Walter Williams, truly out of character, writes a pointed piece on
the so-called torture in Iraq. He puts it into a context the media has failed to do so far, explaining what Koreans and Vietnamese inflicted on our boys in bygone wars.
The truth is, the media is thirsting for a Nixonian downfall. They will use whatever untruths are necessary to bring down this Presidency. Thus far, they have managed to conceal the very evidence of Iraq-Al Qaeda links of which absence they deride, just as they have treated the supposed absence of weapons of mass destruction. They are exerting a concerted effort to release only distorted facts and biased opinions, concealed as centrist reporting.
Mark my words: the major media is now aware of the threat to their existence posed by talking heads like Dennis Prager, Hugh Hewitt, Rush, Michael Medved and Laura Ingraham. They will go far to discredit them -- evidence can be found in the many televised moral equivalencies made between crack addicts and Rush's painkiller addiction.

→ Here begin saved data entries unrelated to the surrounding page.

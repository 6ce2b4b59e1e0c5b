//! SeaORM 数据库实体定义

pub mod comments;
pub mod courses;
pub mod enrollments;
pub mod prelude;
pub mod profiles;
pub mod teachers;
pub mod users;
//! 统一错误处理模块
//!
//! 使用宏自动生成错误类型，支持错误代码和类型名称。

use std::fmt;

/// 定义错误类型的宏
///
/// 自动生成：
/// - enum 定义
/// - code() 方法 - 返回错误代码
/// - error_type() 方法 - 返回错误类型名称
/// - message() 方法 - 返回错误详情
/// - 便捷构造函数
macro_rules! define_gradesystem_errors {
    ($(
        $variant:ident($code:literal, $type_name:literal)
    ),* $(,)?) => {
        #[derive(Debug, Clone)]
        pub enum GradeSystemError {
            $($variant(String),)*
        }

        impl GradeSystemError {
            /// 获取错误代码
            pub fn code(&self) -> &'static str {
                match self {
                    $(GradeSystemError::$variant(_) => $code,)*
                }
            }

            /// 获取错误类型名称
            pub fn error_type(&self) -> &'static str {
                match self {
                    $(GradeSystemError::$variant(_) => $type_name,)*
                }
            }

            /// 获取错误详情
            pub fn message(&self) -> &str {
                match self {
                    $(GradeSystemError::$variant(msg) => msg,)*
                }
            }
        }

        // 生成便捷构造函数
        paste::paste! {
            impl GradeSystemError {
                $(
                    pub fn [<$variant:snake>]<T: Into<String>>(msg: T) -> Self {
                        GradeSystemError::$variant(msg.into())
                    }
                )*
            }
        }
    };
}

define_gradesystem_errors! {
    CacheConnection("E001", "Cache Connection Error"),
    CachePluginNotFound("E002", "Cache Plugin Not Found"),
    DatabaseConfig("E003", "Database Configuration Error"),
    DatabaseConnection("E004", "Database Connection Error"),
    DatabaseOperation("E005", "Database Operation Error"),
    FileOperation("E006", "File Operation Error"),
    Validation("E007", "Validation Error"),
    NotFound("E008", "Resource Not Found"),
    Serialization("E009", "Serialization Error"),
    DateParse("E010", "Date Parse Error"),
    Authentication("E011", "Authentication Error"),
    Authorization("E012", "Authorization Error"),
    CapacityExceeded("E013", "Course Capacity Exceeded"),
    DataIntegrity("E014", "Data Integrity Error"),
}

impl GradeSystemError {
    /// 格式化为彩色输出（用于开发环境）
    #[cfg(debug_assertions)]
    pub fn format_colored(&self) -> String {
        format!(
            "\x1b[1;31m[ERROR]\x1b[0m \x1b[33m{}\x1b[0m \x1b[31m{}\x1b[0m\n  {}",
            self.code(),
            self.error_type(),
            self.message()
        )
    }

    /// 格式化为简洁输出
    pub fn format_simple(&self) -> String {
        format!("{}: {}", self.error_type(), self.message())
    }
}

impl fmt::Display for GradeSystemError {
    fn fmt(&self, f: &mut fmt::Formatter<'_>) -> fmt::Result {
        write!(f, "{}", self.format_simple())
    }
}

impl std::error::Error for GradeSystemError {}

// 为常见的错误类型实现 From trait
impl From<sea_orm::DbErr> for GradeSystemError {
    fn from(err: sea_orm::DbErr) -> Self {
        GradeSystemError::DatabaseOperation(err.to_string())
    }
}

impl From<std::io::Error> for GradeSystemError {
    fn from(err: std::io::Error) -> Self {
        GradeSystemError::FileOperation(err.to_string())
    }
}

impl From<serde_json::Error> for GradeSystemError {
    fn from(err: serde_json::Error) -> Self {
        GradeSystemError::Serialization(err.to_string())
    }
}

impl From<chrono::ParseError> for GradeSystemError {
    fn from(err: chrono::ParseError) -> Self {
        GradeSystemError::DateParse(err.to_string())
    }
}

pub type Result<T> = std::result::Result<T, GradeSystemError>;

#[cfg(test)]
mod tests {
    use super::*;

    #[test]
    fn test_error_codes() {
        assert_eq!(GradeSystemError::cache_connection("test").code(), "E001");
        assert_eq!(GradeSystemError::database_config("test").code(), "E003");
        assert_eq!(GradeSystemError::validation("test").code(), "E007");
        assert_eq!(GradeSystemError::capacity_exceeded("test").code(), "E013");
    }

    #[test]
    fn test_error_types() {
        assert_eq!(
            GradeSystemError::capacity_exceeded("test").error_type(),
            "Course Capacity Exceeded"
        );
        assert_eq!(
            GradeSystemError::validation("test").error_type(),
            "Validation Error"
        );
    }

    #[test]
    fn test_error_message() {
        let err = GradeSystemError::validation("Invalid input");
        assert_eq!(err.message(), "Invalid input");
    }

    #[test]
    fn test_format_simple() {
        let err = GradeSystemError::data_integrity("profile missing");
        let formatted = err.format_simple();
        assert!(formatted.contains("Data Integrity Error"));
        assert!(formatted.contains("profile missing"));
    }
}
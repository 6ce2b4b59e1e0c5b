use serde::{Deserialize, Serialize};

use crate::models::teachers::entities::Teacher;
use crate::models::users::entities::Account;

// 教师档案 + 所属账号的组合视图
#[derive(Debug, Clone, Serialize, Deserialize)]
pub struct TeacherWithAccount {
    #[serde(flatten)]
    pub teacher: Teacher,
    pub username: String,
    pub email: String,
    pub display_name: Option<String>,
}

impl TeacherWithAccount {
    pub fn from_parts(teacher: Teacher, account: &Account) -> Self {
        Self {
            teacher,
            username: account.username.clone(),
            email: account.email.clone(),
            display_name: account.display_name.clone(),
        }
    }
}
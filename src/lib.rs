//! GradeSystem - 选课与成绩管理平台后端服务
//!
//! 基于 Actix Web 构建的学生选课、成绩登记与课程留言系统后端。
//!
//! # 架构
//! - `cache`: 缓存层（Moka/Redis）
//! - `config`: 配置管理
//! - `entity`: SeaORM 数据库实体
//! - `errors`: 统一错误处理
//! - `middlewares`: 认证授权中间件
//! - `models`: 数据模型定义
//! - `routes`: API 路由层
//! - `runtime`: 运行时生命周期管理
//! - `services`: 业务逻辑层
//! - `storage`: 数据存储层（SeaORM）
//! - `utils`: 工具函数

pub mod cache;
pub mod config;
pub mod entity;
pub mod errors;
pub mod middlewares;
pub mod models;
pub mod routes;
pub mod runtime;
pub mod services;
pub mod storage;
pub mod utils;
pub mod shutdown;
pub mod startup;
pub mod auth;
pub mod comments;
pub mod common;
pub mod courses;
pub mod enrollments;
pub mod profiles;
pub mod system;
pub mod teachers;
pub mod users;

pub use common::error_code::ErrorCode;
pub use common::pagination::{PaginatedResponse, PaginationInfo, PaginationQuery};
pub use common::response::ApiResponse;

/// 程序启动时间（注入 app_data，用于运行状态统计）
#[derive(Debug, Clone)]
pub struct AppStartTime {
    pub start_datetime: chrono::DateTime<chrono::Utc>,
}
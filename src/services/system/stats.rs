use actix_web::{HttpRequest, HttpResponse, Result as ActixResult};

use crate::models::{ApiResponse, AppStartTime, ErrorCode};

use super::SystemService;

/// 系统运行统计：账号、课程、选课计数与运行时长
pub async fn handle_stats(
    service: &SystemService,
    request: &HttpRequest,
) -> ActixResult<HttpResponse> {
    let storage = service.get_storage(request);

    match storage.get_system_stats().await {
        Ok(mut stats) => {
            if let Some(start) = request.app_data::<actix_web::web::Data<AppStartTime>>() {
                stats.uptime_seconds =
                    (chrono::Utc::now() - start.start_datetime).num_seconds().max(0);
            }
            Ok(HttpResponse::Ok().json(ApiResponse::success(stats, "OK")))
        }
        Err(e) => {
            tracing::error!("Failed to collect system stats: {}", e);
            Ok(
                HttpResponse::InternalServerError().json(ApiResponse::error_empty(
                    ErrorCode::InternalServerError,
                    "Failed to collect system stats",
                )),
            )
        }
    }
}
use actix_web::{HttpRequest, HttpResponse, Result as ActixResult, web};
use once_cell::sync::Lazy;

use crate::middlewares;
use crate::models::enrollments::requests::RecordScoresRequest;
use crate::models::users::entities::AccountRole;
use crate::services::EnrollmentService;
use crate::utils::{SafeCourseIdI64, SafeUserIdI64};

// 懒加载的全局 EnrollmentService 实例
static ENROLLMENT_SERVICE: Lazy<EnrollmentService> = Lazy::new(EnrollmentService::new_lazy);

// HTTP处理程序
pub async fn enroll(req: HttpRequest, course_id: SafeCourseIdI64) -> ActixResult<HttpResponse> {
    ENROLLMENT_SERVICE.enroll(course_id.0, &req).await
}

pub async fn drop_course(
    req: HttpRequest,
    course_id: SafeCourseIdI64,
) -> ActixResult<HttpResponse> {
    ENROLLMENT_SERVICE.drop(course_id.0, &req).await
}

pub async fn roster(req: HttpRequest, course_id: SafeCourseIdI64) -> ActixResult<HttpResponse> {
    ENROLLMENT_SERVICE.roster(course_id.0, &req).await
}

pub async fn record_scores(
    req: HttpRequest,
    course_id: SafeCourseIdI64,
    user_id: SafeUserIdI64,
    scores_data: web::Json<RecordScoresRequest>,
) -> ActixResult<HttpResponse> {
    ENROLLMENT_SERVICE
        .record_scores(course_id.0, user_id.0, scores_data.into_inner(), &req)
        .await
}

pub async fn transcript(req: HttpRequest) -> ActixResult<HttpResponse> {
    ENROLLMENT_SERVICE.transcript(&req).await
}

// 配置路由
pub fn configure_enrollments_routes(cfg: &mut web::ServiceConfig) {
    cfg.service(
        web::scope("/api/v1/courses/{course_id}")
            .wrap(middlewares::RequireJWT)
            .service(
                // 选课与退课均为学生本人操作
                web::resource("/enroll").route(
                    web::post()
                        .to(enroll)
                        .wrap(middlewares::RequireRole::new(&AccountRole::Student)),
                ),
            )
            .service(
                web::resource("/drop").route(
                    web::post()
                        .to(drop_course)
                        .wrap(middlewares::RequireRole::new(&AccountRole::Student)),
                ),
            )
            .service(
                // 任课教师或管理员，归属校验在服务层
                web::resource("/roster").route(
                    web::get()
                        .to(roster)
                        .wrap(middlewares::RequireRole::new_any(AccountRole::teacher_roles())),
                ),
            )
            .service(
                web::resource("/students/{user_id}/scores").route(
                    web::put()
                        .to(record_scores)
                        .wrap(middlewares::RequireRole::new_any(AccountRole::teacher_roles())),
                ),
            ),
    );
    cfg.service(
        web::scope("/api/v1/transcript")
            .wrap(middlewares::RequireJWT)
            .service(
                web::resource("").route(
                    web::get()
                        .to(transcript)
                        .wrap(middlewares::RequireRole::new(&AccountRole::Student)),
                ),
            ),
    );
}
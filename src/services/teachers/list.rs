use actix_web::{HttpRequest, HttpResponse, Result as ActixResult};

use crate::models::{ApiResponse, ErrorCode, PaginationQuery};

use super::TeacherService;

pub async fn handle_list_teachers(
    service: &TeacherService,
    query: PaginationQuery,
    request: &HttpRequest,
) -> ActixResult<HttpResponse> {
    let storage = service.get_storage(request);

    match storage.list_teachers_with_pagination(query).await {
        Ok(page) => Ok(HttpResponse::Ok().json(ApiResponse::success(page, "OK"))),
        Err(e) => {
            tracing::error!("Failed to list teachers: {}", e);
            Ok(
                HttpResponse::InternalServerError().json(ApiResponse::error_empty(
                    ErrorCode::InternalServerError,
                    "Failed to list teachers",
                )),
            )
        }
    }
}
//! 业务服务层
//!
//! 每个服务持有懒加载的存储句柄，HTTP 处理程序通过
//! 路由模块的全局 Lazy 实例调用。

pub mod auth;
pub mod comments;
pub mod courses;
pub mod enrollments;
pub mod profiles;
pub mod system;
pub mod teachers;

pub use auth::AuthService;
pub use comments::CommentService;
pub use courses::CourseService;
pub use enrollments::EnrollmentService;
pub use profiles::ProfileService;
pub use system::SystemService;
pub use teachers::TeacherService;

Now the media is taking these alleged "abuse" stories and blowing the lid off their true parameters. This Blogger will posit something a bit provocative: the scum of Iraq are held in the Abu Ghraib prison. The worst prisoners do the worst things to each other. It is likely the alleged mishandling was only a publication of the prisoners' in-prison, private actions. After all, it is quite well known that in the Arab world, men are for pleasure and women are for children. In prison, that rule is exacerbated; in fact, it is a worldwide prison maxim. Most of the photosa re nothing worse than what many prisoners do to each other on a daily basis. Perhaps this abuse is only offensive because it reveals an element of men's lives in that country and the other countries whence come our many terrorist enemies.
Now that I have cast aspersions far and wide on this fair world, I believe my point is made: Walter Williams put some refreshing perspective on "torture" and what it really means. Hopefully the perspective will infect the Know-Nothings in the media.